Records for this exercise below:
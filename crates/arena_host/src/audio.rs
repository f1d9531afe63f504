// crates/arena_host/src/audio.rs
//! Cue playback. The simulation thread only ever sends; the mixer runs on its
//! own thread behind a crossbeam channel.

use std::collections::HashMap;
use std::thread::{self, JoinHandle};

use arena_shared::{AudioSink, Channel, Cue, CueCommand};
use crossbeam_channel::{unbounded, Receiver, Sender};
use tracing::{debug, warn};

use crate::error::{HostError, Result};

#[derive(Debug, Default, Clone, Copy, PartialEq, Eq)]
pub struct AudioStats {
    pub played: usize,
    pub stopped: usize,
    /// Loops still running when the mixer shut down.
    pub looping_at_exit: usize,
}

/// Channel bookkeeping without a device. Stands in for the excluded audio
/// layer: it logs what would be played and keeps per-channel state.
#[derive(Debug, Default)]
pub struct Mixer {
    channels: HashMap<Channel, (Cue, bool)>,
    stats: AudioStats,
}

impl Mixer {
    pub fn playing(&self, channel: Channel) -> Option<Cue> {
        self.channels.get(&channel).map(|(cue, _)| *cue)
    }

    pub fn stats(&self) -> AudioStats {
        AudioStats {
            looping_at_exit: self.channels.values().filter(|(_, looping)| *looping).count(),
            ..self.stats
        }
    }
}

impl AudioSink for Mixer {
    fn play(&mut self, cue: Cue, channel: Channel, looping: bool) {
        debug!(asset = cue.asset_name(), ?channel, looping, "play");
        self.channels.insert(channel, (cue, looping));
        self.stats.played += 1;
    }

    fn stop(&mut self, channel: Channel) {
        if let Some((cue, _)) = self.channels.remove(&channel) {
            debug!(asset = cue.asset_name(), ?channel, "stop");
            self.stats.stopped += 1;
        }
    }
}

/// Fire-and-forget sink backed by a mixer thread.
pub struct AudioWorker {
    sender: Option<Sender<CueCommand>>,
    handle: Option<JoinHandle<AudioStats>>,
}

impl AudioWorker {
    pub fn spawn() -> Self {
        let (sender, receiver) = unbounded();
        let handle = thread::spawn(move || run_mixer(receiver));
        Self { sender: Some(sender), handle: Some(handle) }
    }

    /// Closes the mailbox, waits for the mixer to drain it and returns what
    /// it did.
    pub fn finish(mut self) -> Result<AudioStats> {
        self.sender.take();
        match self.handle.take() {
            Some(handle) => handle.join().map_err(|_| HostError::AudioWorker),
            None => Ok(AudioStats::default()),
        }
    }

    fn send(&self, command: CueCommand) {
        let Some(sender) = &self.sender else {
            return;
        };
        if sender.send(command).is_err() {
            warn!(?command, "audio worker is gone; cue dropped");
        }
    }
}

impl AudioSink for AudioWorker {
    fn play(&mut self, cue: Cue, channel: Channel, looping: bool) {
        self.send(CueCommand::Play { cue, channel, looping });
    }

    fn stop(&mut self, channel: Channel) {
        self.send(CueCommand::Stop { channel });
    }
}

impl Drop for AudioWorker {
    fn drop(&mut self) {
        self.sender.take();
        if let Some(handle) = self.handle.take() {
            let _ = handle.join();
        }
    }
}

fn run_mixer(receiver: Receiver<CueCommand>) -> AudioStats {
    let mut mixer = Mixer::default();
    for command in receiver.iter() {
        mixer.apply(command);
    }
    mixer.stats()
}

#[cfg(test)]
mod tests {
    use super::*;

    #[test]
    fn mixer_replaces_and_stops_per_channel() {
        let mut mixer = Mixer::default();
        mixer.play(Cue::PlayerHurt, Channel::PlayerAction, false);
        mixer.play(Cue::Miss, Channel::PlayerAction, false);
        mixer.play(Cue::BossRun, Channel::BossFeet, true);
        mixer.stop(Channel::Impact);

        assert_eq!(mixer.playing(Channel::PlayerAction), Some(Cue::Miss));
        assert_eq!(mixer.stats(), AudioStats { played: 3, stopped: 0, looping_at_exit: 1 });

        mixer.stop(Channel::BossFeet);
        assert_eq!(mixer.playing(Channel::BossFeet), None);
        assert_eq!(mixer.stats().looping_at_exit, 0);
    }

    #[test]
    fn worker_drains_everything_before_finishing() {
        let mut worker = AudioWorker::spawn();
        worker.play(Cue::PlayerRun, Channel::PlayerFeet, true);
        worker.play(Cue::Impact, Channel::Impact, false);
        worker.stop(Channel::PlayerFeet);

        let stats = worker.finish().unwrap();
        assert_eq!(stats, AudioStats { played: 2, stopped: 1, looping_at_exit: 0 });
    }
}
End of Records for this exercise.
* **Task description**
Your answer should be the listing itself, repeated exactly.

* **Task response**
filename crates/arena_host/src/audio.rs
repository f1d9531afe63f504
// crates/arena_host/src/audio.rs
//! Cue playback. The simulation thread only ever sends; the mixer runs on its
//! own thread behind a crossbeam channel.

use std::collections::HashMap;
use std::thread::{self, JoinHandle};

use arena_shared::{AudioSink, Channel, Cue, CueCommand};
use crossbeam_channel::{unbounded, Receiver, Sender};
use tracing::{debug, warn};

use crate::error::{HostError, Result};

#[derive(Debug, Default, Clone, Copy, PartialEq, Eq)]
pub struct AudioStats {
    pub played: usize,
    pub stopped: usize,
    /// Loops still running when the mixer shut down.
    pub looping_at_exit: usize,
}

/// Channel bookkeeping without a device. Stands in for the excluded audio
/// layer: it logs what would be played and keeps per-channel state.
#[derive(Debug, Default)]
pub struct Mixer {
    channels: HashMap<Channel, (Cue, bool)>,
    stats: AudioStats,
}

impl Mixer {
    pub fn playing(&self, channel: Channel) -> Option<Cue> {
        self.channels.get(&channel).map(|(cue, _)| *cue)
    }

    pub fn stats(&self) -> AudioStats {
        AudioStats {
            looping_at_exit: self.channels.values().filter(|(_, looping)| *looping).count(),
            ..self.stats
        }
    }
}

impl AudioSink for Mixer {
    fn play(&mut self, cue: Cue, channel: Channel, looping: bool) {
        debug!(asset = cue.asset_name(), ?channel, looping, "play");
        self.channels.insert(channel, (cue, looping));
        self.stats.played += 1;
    }

    fn stop(&mut self, channel: Channel) {
        if let Some((cue, _)) = self.channels.remove(&channel) {
            debug!(asset = cue.asset_name(), ?channel, "stop");
            self.stats.stopped += 1;
        }
    }
}

/// Fire-and-forget sink backed by a mixer thread.
pub struct AudioWorker {
    sender: Option<Sender<CueCommand>>,
    handle: Option<JoinHandle<AudioStats>>,
}

impl AudioWorker {
    pub fn spawn() -> Self {
        let (sender, receiver) = unbounded();
        let handle = thread::spawn(move || run_mixer(receiver));
        Self { sender: Some(sender), handle: Some(handle) }
    }

    /// Closes the mailbox, waits for the mixer to drain it and returns what
    /// it did.
    pub fn finish(mut self) -> Result<AudioStats> {
        self.sender.take();
        match self.handle.take() {
            Some(handle) => handle.join().map_err(|_| HostError::AudioWorker),
            None => Ok(AudioStats::default()),
        }
    }

    fn send(&self, command: CueCommand) {
        let Some(sender) = &self.sender else {
            return;
        };
        if sender.send(command).is_err() {
            warn!(?command, "audio worker is gone; cue dropped");
        }
    }
}

impl AudioSink for AudioWorker {
    fn play(&mut self, cue: Cue, channel: Channel, looping: bool) {
        self.send(CueCommand::Play { cue, channel, looping });
    }

    fn stop(&mut self, channel: Channel) {
        self.send(CueCommand::Stop { channel });
    }
}

impl Drop for AudioWorker {
    fn drop(&mut self) {
        self.sender.take();
        if let Some(handle) = self.handle.take() {
            let _ = handle.join();
        }
    }
}

fn run_mixer(receiver: Receiver<CueCommand>) -> AudioStats {
    let mut mixer = Mixer::default();
    for command in receiver.iter() {
        mixer.apply(command);
    }
    mixer.stats()
}

#[cfg(test)]
mod tests {
    use super::*;

    #[test]
    fn mixer_replaces_and_stops_per_channel() {
        let mut mixer = Mixer::default();
        mixer.play(Cue::PlayerHurt, Channel::PlayerAction, false);
        mixer.play(Cue::Miss, Channel::PlayerAction, false);
        mixer.play(Cue::BossRun, Channel::BossFeet, true);
        mixer.stop(Channel::Impact);

        assert_eq!(mixer.playing(Channel::PlayerAction), Some(Cue::Miss));
        assert_eq!(mixer.stats(), AudioStats { played: 3, stopped: 0, looping_at_exit: 1 });

        mixer.stop(Channel::BossFeet);
        assert_eq!(mixer.playing(Channel::BossFeet), None);
        assert_eq!(mixer.stats().looping_at_exit, 0);
    }

    #[test]
    fn worker_drains_everything_before_finishing() {
        let mut worker = AudioWorker::spawn();
        worker.play(Cue::PlayerRun, Channel::PlayerFeet, true);
        worker.play(Cue::Impact, Channel::Impact, false);
        worker.stop(Channel::PlayerFeet);

        let stats = worker.finish().unwrap();
        assert_eq!(stats, AudioStats { played: 2, stopped: 1, looping_at_exit: 0 });
    }
}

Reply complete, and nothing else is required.